Dude, I'll go to the Wall with you, even though I was just there last month. It's too powerful to ignore if I'm down at the National Mall.

Hecate said...

Three months in country. Wow. I hope you do get to leave a flower by the Wall for him. Too many dead. Too, too many.

steve simels said...

NTodd:

I really appreciate that. Thank you...

ql said...

We visited the Wall and were completely unprepared for the strong emotion we both felt. I actually cried and I am way too old to do that.

NYMary said...

steve,
I'll come along, too.

steve simels said...

NYMary said...
steve,
I'll come along, too.


Thanks, kiddo.

Cleveland Bob said...

Nice post, Steve.

Most of us come here as a respite from the onslaught of constant bad news and worse choices from the Cheney Administration. You guys do a fantastic job and that's why we love it here.

That said, my politics and musical tastes are inexorably linked. When I find out that wingers like the Pretenders or Springsteen I'm always whopper-jawed by the level of comfort they enjoy as it relates to their own cognitive dissonance.

You three all have the same political sensibilities so naturally, we're all mates in this together.

I guess I don't really know what I'm trying to say here, except ...thanks.

Thanks for this post and thanks for this blog and thanks for all of the memories and wonderful discussions the richness of music has brought all of us here.

Give my regards to Richie. I'm sure that if things were different he'd still be rockin' to the Beach Boys right along with you.

Peace.

steve simels said...

Cleveland Bob:

I just got a little choked up reading that.

Thanks for the kind words...means a lot to me, actually.

Anonymous said...

Go to the wall. You won't regret it. Here's a fragment from something I blogged last week:

a few years ago, when the invasion was just getting started, I was in a restaurant in (I think) Kingston, New Jersey. The place had two televisions, one tuned to a news station, the other to a basketball game. Shaq had just won the game and was being interviewed, surrounded by adoring cheerleaders, flashbulbs popping everywhere. The other set showed the interior of a cargo plane in flight, one anonymous paratrooper after another jumping out the door into the night. A night jump behind enemy lines on the one side, a millionaire who can shoot a basketball on the other - who gets the glory?

danny1959 said...

Steve, It really pisses me off that these idiots are enlisting disabled veterans in their propaganda effort to keep this useless war going as well.
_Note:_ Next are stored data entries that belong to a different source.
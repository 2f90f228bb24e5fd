// SPDX-FileCopyrightText: 2026 Tandem Contributors
// SPDX-License-Identifier: MIT OR Apache-2.0

//! Configuration system for Tandem.
//!
//! TOML files in the XDG hierarchy, `TANDEM_*` environment overrides, strict
//! `deny_unknown_fields` parsing, and miette diagnostics with typo
//! suggestions.
//!
//! ```no_run
//! let config = tandem_config::load_and_validate().expect("config errors");
//! println!("listening on {}:{}", config.server.host, config.server.port);
//! ```

pub mod diagnostic;
pub mod loader;
pub mod model;
pub mod validation;

use std::path::Path;

pub use diagnostic::{ConfigError, render_errors};
pub use loader::{load_config, load_config_from_path, load_config_from_str};
pub use model::TandemConfig;

/// Load from the standard hierarchy and validate.
pub fn load_and_validate() -> Result<TandemConfig, Vec<ConfigError>> {
    finish(loader::load_config(), collect_toml_sources)
}

/// Load from an explicit file (plus env overrides) and validate.
pub fn load_and_validate_path(path: &Path) -> Result<TandemConfig, Vec<ConfigError>> {
    finish(loader::load_config_from_path(path), || {
        std::fs::read_to_string(path)
            .map(|content| vec![(path.display().to_string(), content)])
            .unwrap_or_default()
    })
}

/// Load from an inline TOML string and validate.
pub fn load_and_validate_str(toml_content: &str) -> Result<TandemConfig, Vec<ConfigError>> {
    finish(loader::load_config_from_str(toml_content), || {
        vec![("<inline>".to_string(), toml_content.to_string())]
    })
}

fn finish(
    loaded: Result<TandemConfig, figment::Error>,
    sources: impl FnOnce() -> Vec<(String, String)>,
) -> Result<TandemConfig, Vec<ConfigError>> {
    match loaded {
        Ok(config) => {
            validation::validate_config(&config)?;
            tracing::debug!(
                host = %config.server.host,
                port = config.server.port,
                database = %config.storage.database_path,
                "configuration loaded"
            );
            Ok(config)
        }
        Err(err) => Err(diagnostic::figment_to_config_errors(err, &sources())),
    }
}

/// Contents of every config file that exists, for source spans.
fn collect_toml_sources() -> Vec<(String, String)> {
    let local = std::env::current_dir()
        .map(|d| d.join(loader::LOCAL_CONFIG))
        .unwrap_or_else(|_| loader::LOCAL_CONFIG.into());
    [
        local,
        loader::user_config_path(),
        Path::new(loader::SYSTEM_CONFIG).to_path_buf(),
    ]
    .into_iter()
    .filter_map(|path| {
        std::fs::read_to_string(&path)
            .ok()
            .map(|content| (path.display().to_string(), content))
    })
    .collect()
}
Have you seen/heard the commercials?

steve simels said...

Are you referring to those spots from the group fronted by Ari Fleischer that debuted (I think) last week?

I kind of briefly glanced at them, but the disabled vets aren't ringing a bell.

Anonymous said...

danny,

The disabled vets are one thing.

But, to enlist a grieving mother as they do to me is just beyond the pale. It fills me with white hot rage that they have taken a mother's wish that her son's death is for a greater purpose and twist it to their purposes.

danny1959 said...

Yes, The ones made by the front group for the Bush administration. Kid, I was going to mention the grieving family ads as well. I have seen and heard both, including a radio spot featuring a disabled vet who lost a family member.

shrimplate said...

I'll be home in The Valley on the 15th, standing at the corner of 24th Street and Camelback with my WPE sign.

For all the "Richies" and their loved ones.